Plasma IGF-I concentration increased during late gestation in pure MeiS fetuses, whereas it remained almost stable in the three other genotypes (Fig. 6a); it was the highest in pure MeiS fetuses at d 110. There was an interaction effect of developmental age and fetal genotype on the circulating concentrations of the studied nutrients (except fructose). Plasma glucose concentration increased from d 90 to d 110 in pure and crossbred fetuses gestated by the LW sows but remained stable in pure MeiS and decreased during this period in F1_MeiS fetuses. At d 110, plasma glucose tended to be lower (P = 0.10) in fetuses gestated by MeiS sow than in fetuses from LW sows. Plasma fructose decreased (P < 0.001) from d 90 to d 110 in all genotypes. The circulating concentration of fructose was the highest in F1 fetuses gestated by LW sows at both ages, and it was the lowest in pure and crossbred fetuses gestated by MeiS sows at d 110. Blood fructose was about threefold higher than glucose in fetuses at d 90, whereas differences were no longer observed at d 110. The circulating concentration of lactate remained almost stable in fetuses gestated by LW sows but dramatically decreased (P < 0.05) from d 90 to d 110 in fetuses gestated by MeiS sows. The plasma concentration of albumin increased (P < 0.01) from d 90 to d 110 in MeiS and F1_MeiS but remained almost stable during this period in LW and F1_LW fetuses. The plasma albumin concentration was greater in MeiS fetuses than in LW fetuses at both ages. At d 110, it was also greater in crossbred fetuses that grew in MeiS uteri (F1_MeiS) than those developing in LW uteri (F1_LW). There was a positive correlation (r = 0.55) between albumin concentration in plasma and albumin abundance in fetal adipose tissue (Fig. 6b).

Fig. 6

Plasma concentrations of IGF-I and nutrients in purebred and crossbred Large White or Meishan fetuses gestated by sows of either breed. Blood samples taken from 4 fetal genotypes at d 90 or d 110 of development were analyzed (n = 6 per age and per genotype). LW and F1_LW were from LW sows, whereas MeiS and F1_MeiS were from MeiS sows. Analysis of variance was used to determine the main effects of developmental age and fetal genotype and their interaction effect (A x G) on plasma concentrations of IGF-I, glucose, fructose, lactate and albumin (a). The albumin concentration in plasma was plotted against the abundance of albumin in the adipose tissue of the same fetuses (b)

Discussion

Approximately 60% of uterine energy deposition in sows occurs during the last 30 d of gestation, [25] and the body weight of pig fetuses almost doubles (present results; [26]) during this period. Previous studies have proposed d 90 of gestation as the midway point of adipose tissue development in pig fetuses [27]. The present study brings new clues that allow a better understanding of the maturation of pig adipose tissue during the last month of gestation.

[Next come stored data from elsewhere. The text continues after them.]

//! Stateless pub-sub plumbing for engine events.
//!
//! Collaborators subscribe to committed order events and react to them. Handlers are stateless: they receive
//! the event value and nothing else, so a misbehaving hook can log or notify but never reach back into order
//! state. Handlers may be async; each event is handled on its own task.
use std::{
    future::Future,
    pin::Pin,
    sync::{atomic::AtomicI64, Arc},
};

use log::*;
use tokio::sync::mpsc;

pub type Handler<E> = Arc<dyn Fn(E) -> Pin<Box<dyn Future<Output = ()> + Send>> + Send + Sync>;

pub struct EventHandler<E: Send + Sync + 'static> {
    listener: mpsc::Receiver<E>,
    sender: mpsc::Sender<E>,
    handler: Handler<E>,
}

impl<E: Send + Sync + 'static> EventHandler<E> {
    pub fn new(buffer_size: usize, handler: Handler<E>) -> Self {
        let (sender, receiver) = mpsc::channel(buffer_size);
        Self { listener: receiver, sender, handler }
    }

    pub fn subscribe(&self) -> EventProducer<E> {
        EventProducer::new(self.sender.clone())
    }

    pub async fn start_handler(mut self) {
        debug!("📨️ Starting event handler");
        // Drop the internal sender so that the loop ends once every subscriber has been dropped.
        drop(self.sender);
        let in_flight = Arc::new(AtomicI64::new(0));
        while let Some(event) = self.listener.recv().await {
            trace!("📨️ Handling event");
            let handler = Arc::clone(&self.handler);
            in_flight.fetch_add(1, std::sync::atomic::Ordering::SeqCst);
            let counter = in_flight.clone();
            tokio::spawn(async move {
                (handler)(event).await;
                counter.fetch_sub(1, std::sync::atomic::Ordering::Relaxed);
                trace!("📨️ Event handled");
            });
        }
        // All producers are gone. Let in-flight handler tasks drain before reporting shutdown.
        match tokio::spawn(async move {
            while in_flight.load(std::sync::atomic::Ordering::SeqCst) > 0 {
                debug!("📨️ Waiting for handler tasks to complete");
                tokio::time::sleep(tokio::time::Duration::from_millis(1000)).await;
            }
        })
        .await
        {
            Ok(_) => {
                debug!("📨️ Event handler shutting down gracefully");
            },
            Err(e) => {
                warn!("📨️ Event handler drain task failed: {e}. Shutting down anyway.");
            },
        }
        debug!("📨️ Event handler has shut down");
    }
}

#[derive(Clone)]
pub struct EventProducer<E: Send + Sync> {
    sender: mpsc::Sender<E>,
}

impl<E: Send + Sync> EventProducer<E> {
    pub fn new(sender: mpsc::Sender<E>) -> Self {
        Self { sender }
    }

    pub async fn publish_event(&self, event: E) {
        if let Err(e) = self.sender.send(event).await {
            error!("📨️ Failed to send event: {e}");
        }
    }
}

#[cfg(test)]
mod test {
    use std::sync::atomic::AtomicU64;

    use super::*;

    #[tokio::test]
    async fn events_from_multiple_producers_all_arrive() {
        let _ = env_logger::try_init();
        let total = Arc::new(AtomicU64::new(0));
        let tally = total.clone();
        let handler = Arc::new(move |v| {
            let total = total.clone();
            Box::pin(async move {
                debug!("Handler received {v}");
                let _ = total.fetch_add(v, std::sync::atomic::Ordering::SeqCst);
                tokio::time::sleep(tokio::time::Duration::from_millis(50)).await;
            }) as Pin<Box<dyn Future<Output = ()> + Send>>
        });
        let event_handler = EventHandler::new(1, handler);
        let producer_1 = event_handler.subscribe();
        let producer_2 = event_handler.subscribe();
        tokio::spawn(async move {
            for i in 0..5 {
                producer_1.publish_event(i * 2 + 1).await;
            }
        });
        tokio::spawn(async move {
            for i in 0..5 {
                producer_2.publish_event(i * 2).await;
            }
        });

        event_handler.start_handler().await;
        assert_eq!(tally.load(std::sync::atomic::Ordering::SeqCst), 45);
    }
}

Identification of proteomic changes in subcutaneous adipose tissue of pig fetuses due to advancing gestation

Proteins involved in 10 biological pathways underwent pronounced changes from d 90 to d 110 after conception. Specifically, they were associated with metabolism, the cytoskeleton, redox, chaperones, Rho protein signal transduction regulation, apoptosis and others; these pathways correspond to the categories of proteins found to be regulated during adipocyte differentiation in cell culture models [28-30]. Most of these proteins that increase in abundance with advancing gestation are known to play important roles in energy metabolic processes. This suggests an increased capacity for carbohydrate handling and oxidation in the intact adipose tissue of pig fetuses from d 90 to d 110, which is in agreement with previous histochemical studies [31-33] and molecular analyses [23-34] showing an increase in the activity of lipogenic enzymes and a decrease in ATPase activity in pig adipose tissue with advancing gestation. During the last month of gestation, ANXA4, a protein playing roles in carbohydrate recognition [35], and gelsolin (GSN), a calcium-regulated protein having specific roles in promoting lipogenic genes in 3 T3-L1 adipocyte cells [36], increase in abundance, which also supports this view. These changes associated with the marked increase in expression (both at the mRNA and protein levels) of FASN, the key enzyme catalyzing fatty acid synthesis, and FABP4, the adipocyte-type fatty acid binding protein, may explain the doubling in adipose tissue triglyceride content during this period. Conversely, we showed a decreased abundance with advancing gestation in different fragments of cytoskeletal proteins, notably, several related to tubulin (such as α- and β-tubulins and stathmin) and actin (such as TPM3, a protein that provides stability to actin filaments, and β-actin itself). These changes are likely associated with the programmed morphological changes that occurr during adipogenic differentiation [28–30, 37, 38].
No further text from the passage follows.